Provided records:

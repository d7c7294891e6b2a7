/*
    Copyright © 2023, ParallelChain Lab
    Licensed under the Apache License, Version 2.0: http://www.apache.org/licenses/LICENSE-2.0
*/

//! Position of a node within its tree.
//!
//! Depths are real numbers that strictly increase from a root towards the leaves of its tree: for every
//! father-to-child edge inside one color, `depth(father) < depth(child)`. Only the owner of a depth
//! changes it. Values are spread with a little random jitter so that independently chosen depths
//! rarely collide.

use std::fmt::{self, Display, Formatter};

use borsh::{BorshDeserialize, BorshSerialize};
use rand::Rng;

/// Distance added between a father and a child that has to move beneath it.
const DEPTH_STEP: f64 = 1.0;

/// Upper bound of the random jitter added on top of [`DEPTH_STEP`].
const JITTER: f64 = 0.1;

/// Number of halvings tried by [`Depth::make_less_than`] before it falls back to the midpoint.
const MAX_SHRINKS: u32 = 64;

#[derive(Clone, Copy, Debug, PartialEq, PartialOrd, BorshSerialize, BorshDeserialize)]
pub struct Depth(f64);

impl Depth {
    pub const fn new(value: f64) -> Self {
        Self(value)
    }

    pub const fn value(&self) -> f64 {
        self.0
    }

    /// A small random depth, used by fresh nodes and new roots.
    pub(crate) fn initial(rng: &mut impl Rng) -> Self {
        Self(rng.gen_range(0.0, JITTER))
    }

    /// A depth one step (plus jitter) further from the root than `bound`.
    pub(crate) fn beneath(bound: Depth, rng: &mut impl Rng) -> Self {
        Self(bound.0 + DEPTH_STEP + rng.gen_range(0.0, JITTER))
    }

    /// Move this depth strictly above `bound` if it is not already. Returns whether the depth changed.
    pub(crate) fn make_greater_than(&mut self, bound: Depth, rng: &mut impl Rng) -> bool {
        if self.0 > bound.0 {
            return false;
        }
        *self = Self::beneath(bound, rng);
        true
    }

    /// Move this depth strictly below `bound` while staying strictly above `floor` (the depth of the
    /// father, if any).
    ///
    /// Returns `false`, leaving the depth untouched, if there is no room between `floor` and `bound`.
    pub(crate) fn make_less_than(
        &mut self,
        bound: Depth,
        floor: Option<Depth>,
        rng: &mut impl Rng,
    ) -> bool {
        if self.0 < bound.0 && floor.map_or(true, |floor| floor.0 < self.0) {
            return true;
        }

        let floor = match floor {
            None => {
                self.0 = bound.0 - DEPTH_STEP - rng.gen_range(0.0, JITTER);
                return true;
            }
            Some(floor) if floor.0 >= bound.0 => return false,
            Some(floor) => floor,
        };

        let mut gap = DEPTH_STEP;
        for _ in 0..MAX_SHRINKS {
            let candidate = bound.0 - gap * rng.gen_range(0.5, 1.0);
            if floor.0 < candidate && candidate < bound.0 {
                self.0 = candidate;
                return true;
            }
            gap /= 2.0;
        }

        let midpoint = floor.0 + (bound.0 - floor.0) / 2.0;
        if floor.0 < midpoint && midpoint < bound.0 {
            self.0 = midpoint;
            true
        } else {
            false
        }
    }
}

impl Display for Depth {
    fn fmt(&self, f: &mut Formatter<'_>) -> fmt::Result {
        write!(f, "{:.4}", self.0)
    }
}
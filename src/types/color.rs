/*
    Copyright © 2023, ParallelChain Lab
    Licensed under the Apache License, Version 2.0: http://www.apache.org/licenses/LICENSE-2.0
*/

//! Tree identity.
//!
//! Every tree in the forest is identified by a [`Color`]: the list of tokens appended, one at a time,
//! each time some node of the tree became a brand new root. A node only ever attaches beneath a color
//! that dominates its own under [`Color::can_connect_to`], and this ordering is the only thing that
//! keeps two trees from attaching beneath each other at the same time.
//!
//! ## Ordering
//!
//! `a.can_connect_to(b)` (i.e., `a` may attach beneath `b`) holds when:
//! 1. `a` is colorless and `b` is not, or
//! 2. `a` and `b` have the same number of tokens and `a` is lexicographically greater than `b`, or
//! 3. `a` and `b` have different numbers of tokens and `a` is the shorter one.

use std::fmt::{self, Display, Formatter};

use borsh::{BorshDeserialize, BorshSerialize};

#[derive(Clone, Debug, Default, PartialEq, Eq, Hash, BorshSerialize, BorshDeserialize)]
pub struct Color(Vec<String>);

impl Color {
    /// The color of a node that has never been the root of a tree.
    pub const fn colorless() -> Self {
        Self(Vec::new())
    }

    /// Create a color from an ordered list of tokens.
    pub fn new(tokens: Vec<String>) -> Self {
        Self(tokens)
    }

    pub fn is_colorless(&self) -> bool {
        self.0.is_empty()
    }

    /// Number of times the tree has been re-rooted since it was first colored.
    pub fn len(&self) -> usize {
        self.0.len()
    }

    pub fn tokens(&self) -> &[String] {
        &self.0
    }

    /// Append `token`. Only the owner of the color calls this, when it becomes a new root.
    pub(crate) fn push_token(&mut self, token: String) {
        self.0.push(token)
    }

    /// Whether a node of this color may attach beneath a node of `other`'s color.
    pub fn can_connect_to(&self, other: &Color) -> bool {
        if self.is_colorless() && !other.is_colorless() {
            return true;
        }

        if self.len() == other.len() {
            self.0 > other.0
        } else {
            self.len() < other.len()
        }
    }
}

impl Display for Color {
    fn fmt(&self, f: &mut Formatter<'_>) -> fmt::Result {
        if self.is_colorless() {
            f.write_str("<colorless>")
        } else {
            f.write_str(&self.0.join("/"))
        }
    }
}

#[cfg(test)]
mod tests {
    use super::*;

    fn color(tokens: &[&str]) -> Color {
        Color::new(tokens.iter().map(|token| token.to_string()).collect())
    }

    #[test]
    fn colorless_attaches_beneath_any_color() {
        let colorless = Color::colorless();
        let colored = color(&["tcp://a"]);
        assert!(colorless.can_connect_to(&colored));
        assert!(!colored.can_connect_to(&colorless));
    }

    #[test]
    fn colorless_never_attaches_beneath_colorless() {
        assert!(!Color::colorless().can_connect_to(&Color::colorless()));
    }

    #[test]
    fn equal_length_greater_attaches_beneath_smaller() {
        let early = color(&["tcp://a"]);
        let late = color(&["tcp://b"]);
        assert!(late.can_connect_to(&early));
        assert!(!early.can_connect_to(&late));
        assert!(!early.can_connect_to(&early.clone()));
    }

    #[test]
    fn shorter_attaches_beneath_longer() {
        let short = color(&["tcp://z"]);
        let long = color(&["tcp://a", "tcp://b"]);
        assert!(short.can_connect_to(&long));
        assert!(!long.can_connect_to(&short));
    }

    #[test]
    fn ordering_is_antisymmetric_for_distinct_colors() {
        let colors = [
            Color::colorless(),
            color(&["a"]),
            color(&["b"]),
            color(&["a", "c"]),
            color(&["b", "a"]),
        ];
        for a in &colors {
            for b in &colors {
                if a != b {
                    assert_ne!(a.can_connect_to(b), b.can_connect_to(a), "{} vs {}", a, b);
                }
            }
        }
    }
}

Activity:
Give back all the data exactly as it was written.

Result below:
repository d7c7294891e6b2a7
/*
    Copyright © 2023, ParallelChain Lab
    Licensed under the Apache License, Version 2.0: http://www.apache.org/licenses/LICENSE-2.0
*/

//! Position of a node within its tree.
//!
//! Depths are real numbers that strictly increase from a root towards the leaves of its tree: for every
//! father-to-child edge inside one color, `depth(father) < depth(child)`. Only the owner of a depth
//! changes it. Values are spread with a little random jitter so that independently chosen depths
//! rarely collide.

use std::fmt::{self, Display, Formatter};

use borsh::{BorshDeserialize, BorshSerialize};
use rand::Rng;

/// Distance added between a father and a child that has to move beneath it.
const DEPTH_STEP: f64 = 1.0;

/// Upper bound of the random jitter added on top of [`DEPTH_STEP`].
const JITTER: f64 = 0.1;

/// Number of halvings tried by [`Depth::make_less_than`] before it falls back to the midpoint.
const MAX_SHRINKS: u32 = 64;

#[derive(Clone, Copy, Debug, PartialEq, PartialOrd, BorshSerialize, BorshDeserialize)]
pub struct Depth(f64);

impl Depth {
    pub const fn new(value: f64) -> Self {
        Self(value)
    }

    pub const fn value(&self) -> f64 {
        self.0
    }

    /// A small random depth, used by fresh nodes and new roots.
    pub(crate) fn initial(rng: &mut impl Rng) -> Self {
        Self(rng.gen_range(0.0, JITTER))
    }

    /// A depth one step (plus jitter) further from the root than `bound`.
    pub(crate) fn beneath(bound: Depth, rng: &mut impl Rng) -> Self {
        Self(bound.0 + DEPTH_STEP + rng.gen_range(0.0, JITTER))
    }

    /// Move this depth strictly above `bound` if it is not already. Returns whether the depth changed.
    pub(crate) fn make_greater_than(&mut self, bound: Depth, rng: &mut impl Rng) -> bool {
        if self.0 > bound.0 {
            return false;
        }
        *self = Self::beneath(bound, rng);
        true
    }

    /// Move this depth strictly below `bound` while staying strictly above `floor` (the depth of the
    /// father, if any).
    ///
    /// Returns `false`, leaving the depth untouched, if there is no room between `floor` and `bound`.
    pub(crate) fn make_less_than(
        &mut self,
        bound: Depth,
        floor: Option<Depth>,
        rng: &mut impl Rng,
    ) -> bool {
        if self.0 < bound.0 && floor.map_or(true, |floor| floor.0 < self.0) {
            return true;
        }

        let floor = match floor {
            None => {
                self.0 = bound.0 - DEPTH_STEP - rng.gen_range(0.0, JITTER);
                return true;
            }
            Some(floor) if floor.0 >= bound.0 => return false,
            Some(floor) => floor,
        };

        let mut gap = DEPTH_STEP;
        for _ in 0..MAX_SHRINKS {
            let candidate = bound.0 - gap * rng.gen_range(0.5, 1.0);
            if floor.0 < candidate && candidate < bound.0 {
                self.0 = candidate;
                return true;
            }
            gap /= 2.0;
        }

        let midpoint = floor.0 + (bound.0 - floor.0) / 2.0;
        if floor.0 < midpoint && midpoint < bound.0 {
            self.0 = midpoint;
            true
        } else {
            false
        }
    }
}

impl Display for Depth {
    fn fmt(&self, f: &mut Formatter<'_>) -> fmt::Result {
        write!(f, "{:.4}", self.0)
    }
}
filename src/types/color.rs
/*
    Copyright © 2023, ParallelChain Lab
    Licensed under the Apache License, Version 2.0: http://www.apache.org/licenses/LICENSE-2.0
*/

//! Tree identity.
//!
//! Every tree in the forest is identified by a [`Color`]: the list of tokens appended, one at a time,
//! each time some node of the tree became a brand new root. A node only ever attaches beneath a color
//! that dominates its own under [`Color::can_connect_to`], and this ordering is the only thing that
//! keeps two trees from attaching beneath each other at the same time.
//!
//! ## Ordering
//!
//! `a.can_connect_to(b)` (i.e., `a` may attach beneath `b`) holds when:
//! 1. `a` is colorless and `b` is not, or
//! 2. `a` and `b` have the same number of tokens and `a` is lexicographically greater than `b`, or
//! 3. `a` and `b` have different numbers of tokens and `a` is the shorter one.

use std::fmt::{self, Display, Formatter};

use borsh::{BorshDeserialize, BorshSerialize};

#[derive(Clone, Debug, Default, PartialEq, Eq, Hash, BorshSerialize, BorshDeserialize)]
pub struct Color(Vec<String>);

impl Color {
    /// The color of a node that has never been the root of a tree.
    pub const fn colorless() -> Self {
        Self(Vec::new())
    }

    /// Create a color from an ordered list of tokens.
    pub fn new(tokens: Vec<String>) -> Self {
        Self(tokens)
    }

    pub fn is_colorless(&self) -> bool {
        self.0.is_empty()
    }

    /// Number of times the tree has been re-rooted since it was first colored.
    pub fn len(&self) -> usize {
        self.0.len()
    }

    pub fn tokens(&self) -> &[String] {
        &self.0
    }

    /// Append `token`. Only the owner of the color calls this, when it becomes a new root.
    pub(crate) fn push_token(&mut self, token: String) {
        self.0.push(token)
    }

    /// Whether a node of this color may attach beneath a node of `other`'s color.
    pub fn can_connect_to(&self, other: &Color) -> bool {
        if self.is_colorless() && !other.is_colorless() {
            return true;
        }

        if self.len() == other.len() {
            self.0 > other.0
        } else {
            self.len() < other.len()
        }
    }
}

impl Display for Color {
    fn fmt(&self, f: &mut Formatter<'_>) -> fmt::Result {
        if self.is_colorless() {
            f.write_str("<colorless>")
        } else {
            f.write_str(&self.0.join("/"))
        }
    }
}

#[cfg(test)]
mod tests {
    use super::*;

    fn color(tokens: &[&str]) -> Color {
        Color::new(tokens.iter().map(|token| token.to_string()).collect())
    }

    #[test]
    fn colorless_attaches_beneath_any_color() {
        let colorless = Color::colorless();
        let colored = color(&["tcp://a"]);
        assert!(colorless.can_connect_to(&colored));
        assert!(!colored.can_connect_to(&colorless));
    }

    #[test]
    fn colorless_never_attaches_beneath_colorless() {
        assert!(!Color::colorless().can_connect_to(&Color::colorless()));
    }

    #[test]
    fn equal_length_greater_attaches_beneath_smaller() {
        let early = color(&["tcp://a"]);
        let late = color(&["tcp://b"]);
        assert!(late.can_connect_to(&early));
        assert!(!early.can_connect_to(&late));
        assert!(!early.can_connect_to(&early.clone()));
    }

    #[test]
    fn shorter_attaches_beneath_longer() {
        let short = color(&["tcp://z"]);
        let long = color(&["tcp://a", "tcp://b"]);
        assert!(short.can_connect_to(&long));
        assert!(!long.can_connect_to(&short));
    }

    #[test]
    fn ordering_is_antisymmetric_for_distinct_colors() {
        let colors = [
            Color::colorless(),
            color(&["a"]),
            color(&["b"]),
            color(&["a", "c"]),
            color(&["b", "a"]),
        ];
        for a in &colors {
            for b in &colors {
                if a != b {
                    assert_ne!(a.can_connect_to(b), b.can_connect_to(a), "{} vs {}", a, b);
                }
            }
        }
    }
}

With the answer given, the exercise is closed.